The Culture of Corrections – The Crime Report

It was a typical midnight shift for a corrections officer in Northern New Jersey responsible for escorting a nurse in the medical unit of the county jail so she could screen inmates who had recently arrived. Additional officers made their rounds, waking up inmates who had fallen asleep in the holding cells. Then, they encountered a problem. One inmate did not wake up quickly enough, most likely due to the lingering effects of whichever drug(s) he took prior to his arrest. Commotion erupted. The officer who had been escorting the nurse went to see what was happening only to find two white officers about to beat up a black inmate. Acting on impulse, the escorting officer stood between them and insisted that he would now bring this inmate to see the nurse. 

It didn’t matter that the other two officers who continued to stare him down had more time on the job; doing the right thing simply mattered more. The inmate, grateful, thanked him and would continue to thank him for the years that followed even after he had been released. He had run into this correction officer several times on the street only to remind him, “You saved my life that night.” 

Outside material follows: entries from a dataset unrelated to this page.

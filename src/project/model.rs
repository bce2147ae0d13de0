use crate::{
    foundation::core::{Point, Vec2, Viewport},
    foundation::error::{QuadmapError, QuadmapResult},
    history::manager::History,
    media::registry::SourceRegistry,
    surface::grid::GridLayout,
    surface::model::{Corner, SourceId, Surface, SurfaceId, SurfaceProps},
    surface::rescale::rescale_surfaces,
};

/// The editable document: ordered surfaces (insertion order is paint order), the media sources
/// they reference and the undo history over the surface sequence.
///
/// Surfaces reference sources softly. Removing a source never touches surfaces; they render in
/// the missing-source state instead.
#[derive(Debug)]
pub struct Project {
    surfaces: Vec<Surface>,
    sources: SourceRegistry,
    history: History,
}

impl Default for Project {
    fn default() -> Self {
        Self::new(crate::history::manager::DEFAULT_HISTORY_LIMIT)
    }
}

impl Project {
    /// Empty project with a baseline history snapshot.
    pub fn new(history_limit: usize) -> Self {
        Self::from_parts(Vec::new(), SourceRegistry::new(), history_limit)
    }

    /// Assemble a project and record `surfaces` as the history baseline.
    pub fn from_parts(surfaces: Vec<Surface>, sources: SourceRegistry, history_limit: usize) -> Self {
        let mut history = History::new(history_limit);
        history.reset(&surfaces);
        Self {
            surfaces,
            sources,
            history,
        }
    }

    pub fn surfaces(&self) -> &[Surface] {
        &self.surfaces
    }

    pub fn sources(&self) -> &SourceRegistry {
        &self.sources
    }

    pub fn sources_mut(&mut self) -> &mut SourceRegistry {
        &mut self.sources
    }

    pub fn history(&self) -> &History {
        &self.history
    }

    pub fn surface(&self, id: &SurfaceId) -> Option<&Surface> {
        self.surfaces.iter().find(|s| &s.id == id)
    }

    pub fn index_of(&self, id: &SurfaceId) -> Option<usize> {
        self.surfaces.iter().position(|s| &s.id == id)
    }

    /// Record the current surfaces as a history step.
    pub fn commit(&mut self) {
        self.history.commit(&self.surfaces);
    }

    pub fn undo(&mut self) -> bool {
        self.history.undo(&mut self.surfaces)
    }

    pub fn redo(&mut self) -> bool {
        self.history.redo(&mut self.surfaces)
    }

    /// Add an axis-aligned surface bound to an existing source.
    pub fn add_surface(
        &mut self,
        x: f64,
        y: f64,
        w: f64,
        h: f64,
        source: &SourceId,
    ) -> QuadmapResult<SurfaceId> {
        self.check_source_selectable(source)?;
        let surface = Surface::create(x, y, w, h, Some(source.clone()));
        let id = surface.id.clone();
        self.surfaces.push(surface);
        self.commit();
        tracing::debug!(surface = %id, source = %source, "added surface");
        Ok(id)
    }

    /// Add a `size` x `size` surface centered in `viewport`.
    pub fn add_surface_centered(
        &mut self,
        viewport: Viewport,
        size: f64,
        source: &SourceId,
    ) -> QuadmapResult<SurfaceId> {
        let c = viewport.center();
        self.add_surface(c.x - size / 2.0, c.y - size / 2.0, size, size, source)
    }

    /// Create one surface per grid cell, bound to `source` (or unbound when `None`).
    /// All-or-nothing: any cell outside the grid aborts without adding anything. One history
    /// step is recorded.
    pub fn assign_to_cells(
        &mut self,
        grid: &GridLayout,
        viewport: Viewport,
        source: Option<&SourceId>,
        cells: &[usize],
    ) -> QuadmapResult<Vec<SurfaceId>> {
        if let Some(src) = source {
            self.check_source_selectable(src)?;
        }
        let rects = cells
            .iter()
            .map(|&cell| {
                grid.cell_rect(cell, viewport).ok_or_else(|| {
                    QuadmapError::selection(format!(
                        "grid cell {cell} is outside the {}x{} grid",
                        grid.rows, grid.cols
                    ))
                })
            })
            .collect::<QuadmapResult<Vec<_>>>()?;

        let mut ids = Vec::with_capacity(rects.len());
        for r in rects {
            let surface = Surface::create(r.x0, r.y0, r.width(), r.height(), source.cloned());
            ids.push(surface.id.clone());
            self.surfaces.push(surface);
        }
        if !ids.is_empty() {
            self.commit();
        }
        Ok(ids)
    }

    /// Delete a surface and record the step. Returns `false` if the id is unknown.
    pub fn remove_surface(&mut self, id: &SurfaceId) -> bool {
        let Some(idx) = self.index_of(id) else {
            return false;
        };
        self.surfaces.remove(idx);
        self.commit();
        tracing::debug!(surface = %id, "removed surface");
        true
    }

    /// Apply a clamped property patch and record the step.
    pub fn set_surface_props(&mut self, id: &SurfaceId, props: SurfaceProps) -> QuadmapResult<()> {
        self.surface_mut(id)?.apply_props(props);
        self.commit();
        Ok(())
    }

    /// Point a surface at another source (or none) and record the step.
    pub fn rebind_source(
        &mut self,
        id: &SurfaceId,
        source: Option<SourceId>,
    ) -> QuadmapResult<()> {
        if let Some(src) = &source {
            self.check_source_selectable(src)?;
        }
        self.surface_mut(id)?.source_id = source;
        self.commit();
        Ok(())
    }

    /// Drop a source. Surfaces that referenced it keep the id and render as missing.
    pub fn remove_source(&mut self, id: &SourceId) -> bool {
        self.sources.remove(id).is_some()
    }

    /// Remove every surface and source, recording the empty state.
    pub fn clear(&mut self) {
        self.surfaces.clear();
        self.sources.clear();
        self.commit();
    }

    /// Move one corner without recording history (used while dragging).
    pub(crate) fn move_corner(&mut self, id: &SurfaceId, corner: Corner, p: Point) -> bool {
        match self.surfaces.iter_mut().find(|s| &s.id == id) {
            Some(s) => {
                s.set_point(corner, p);
                true
            }
            None => false,
        }
    }

    /// Translate a surface and record the step.
    pub fn nudge_surface(&mut self, id: &SurfaceId, delta: Vec2) -> bool {
        match self.surfaces.iter_mut().find(|s| &s.id == id) {
            Some(s) => {
                s.translate(delta);
                self.commit();
                true
            }
            None => false,
        }
    }

    /// Rescale live surfaces and every history snapshot so undo stays in viewport proportion.
    pub fn rescale(&mut self, old_w: f64, old_h: f64, new_w: f64, new_h: f64) -> bool {
        if !rescale_surfaces(&mut self.surfaces, old_w, old_h, new_w, new_h) {
            return false;
        }
        self.history.rescale(old_w, old_h, new_w, new_h);
        true
    }

    /// Swap in a fully validated surface set and source registry, resetting history.
    pub(crate) fn replace_contents(&mut self, surfaces: Vec<Surface>, sources: SourceRegistry) {
        self.surfaces = surfaces;
        self.sources = sources;
        self.history.reset(&self.surfaces);
    }

    fn surface_mut(&mut self, id: &SurfaceId) -> QuadmapResult<&mut Surface> {
        self.surfaces
            .iter_mut()
            .find(|s| &s.id == id)
            .ok_or_else(|| QuadmapError::selection(format!("unknown surface '{id}'")))
    }

    fn check_source_selectable(&self, source: &SourceId) -> QuadmapResult<()> {
        if self.sources.is_empty() {
            return Err(QuadmapError::selection(
                "no media sources available; import one first",
            ));
        }
        if !self.sources.contains(source) {
            return Err(QuadmapError::selection(format!(
                "unknown source '{source}'"
            )));
        }
        Ok(())
    }
}

#[cfg(test)]
#[path = "../../tests/unit/project/model.rs"]
mod tests;
use std::path::{Path, PathBuf};

use anyhow::Context;

use crate::foundation::error::{QuadmapError, QuadmapResult};

const GRID_SIZE_VAR: &str = "QUADMAP_GRID_SIZE";
const HISTORY_LIMIT_VAR: &str = "QUADMAP_HISTORY_LIMIT";

/// Editor tunables. Every field has a default so partial JSON files are accepted.
#[derive(Clone, Debug, PartialEq, serde::Serialize, serde::Deserialize)]
#[serde(default, deny_unknown_fields)]
pub struct EditorConfig {
    /// Corner grab radius in viewport units.
    pub hit_radius: f64,
    /// Grid pitch used for snapping and for the edit-mode grid overlay.
    pub grid_size: f64,
    /// Snap dragged corners to the grid.
    pub snap_to_grid: bool,
    /// Draw the grid overlay in edit mode.
    pub show_grid: bool,
    /// Maximum number of retained history snapshots.
    pub history_limit: usize,
    /// Arrow-key nudge distance.
    pub nudge_step: f64,
    /// Arrow-key nudge distance with the modifier held.
    pub nudge_step_large: f64,
    /// Side length of surfaces created with "add surface".
    pub default_surface_size: f64,
    /// Radius of corner handle markers.
    pub handle_radius: f64,
    /// Font used for source labels and handle numbers. Labels are skipped when unset.
    pub label_font: Option<PathBuf>,
    /// Straight-alpha RGBA8 color the frame is cleared to.
    pub clear_rgba: [u8; 4],
}

impl Default for EditorConfig {
    fn default() -> Self {
        Self {
            hit_radius: 15.0,
            grid_size: 20.0,
            snap_to_grid: false,
            show_grid: true,
            history_limit: 50,
            nudge_step: 1.0,
            nudge_step_large: 10.0,
            default_surface_size: 200.0,
            handle_radius: 6.0,
            label_font: None,
            clear_rgba: [0, 0, 0, 255],
        }
    }
}

impl EditorConfig {
    /// Read a JSON config file, apply environment overrides and validate.
    pub fn from_path(path: &Path) -> QuadmapResult<Self> {
        let text = std::fs::read_to_string(path)
            .with_context(|| format!("read config '{}'", path.display()))?;
        let cfg: Self = serde_json::from_str(&text).map_err(|e| {
            QuadmapError::serde(format!("config '{}': {e}", path.display()))
        })?;
        let cfg = cfg.with_env_overrides();
        cfg.validate()?;
        Ok(cfg)
    }

    /// Apply `QUADMAP_GRID_SIZE` / `QUADMAP_HISTORY_LIMIT` when they parse to sane values.
    pub fn with_env_overrides(self) -> Self {
        self.with_overrides_from(|key| std::env::var(key).ok())
    }

    /// Same as [`EditorConfig::with_env_overrides`] with a caller-supplied variable lookup.
    /// Unparsable or out-of-range values are ignored.
    pub fn with_overrides_from(mut self, lookup: impl Fn(&str) -> Option<String>) -> Self {
        if let Some(v) = lookup(GRID_SIZE_VAR)
            .and_then(|v| v.trim().parse::<f64>().ok())
            .filter(|v| v.is_finite() && *v > 0.0)
        {
            self.grid_size = v;
        }
        if let Some(v) = lookup(HISTORY_LIMIT_VAR)
            .and_then(|v| v.trim().parse::<usize>().ok())
            .filter(|&n| n > 0)
        {
            self.history_limit = v;
        }
        self
    }

    pub fn validate(&self) -> QuadmapResult<()> {
        let positive = [
            ("hit_radius", self.hit_radius),
            ("grid_size", self.grid_size),
            ("nudge_step", self.nudge_step),
            ("nudge_step_large", self.nudge_step_large),
            ("default_surface_size", self.default_surface_size),
            ("handle_radius", self.handle_radius),
        ];
        for (name, v) in positive {
            if !v.is_finite() || v <= 0.0 {
                return Err(QuadmapError::validation(format!(
                    "{name} must be finite and > 0"
                )));
            }
        }
        if self.history_limit == 0 {
            return Err(QuadmapError::validation("history_limit must be >= 1"));
        }
        Ok(())
    }
}

#[cfg(test)]
#[path = "../../tests/unit/foundation/config.rs"]
mod tests;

“I was that type of officer that I wouldn’t let anything unethical happen before my eyes. I wouldn’t allow it. I would intervene,” the officer who is now retired and wished to remain anonymous told The Crime Report. But do all corrections officers choose to do the right thing while on the job? If not, what prevents them from adhering to a moral code? 

Not every officer or staff member would step in to help an inmate, even when the consequences may lead to an outcome of life or death. For instance, the same heroic officer who recounted his experience of choosing right over wrong, sees it as common for staff and officers to not fulfill their daily job responsibilities. He specifies, “If an inmate hangs up”—meaning, if he commits suicide—and he put in about three, four letters to see mental health [personel], and mental health never came, you would never know it because mental health is going to rip all those letters up and throw them in the garbage.”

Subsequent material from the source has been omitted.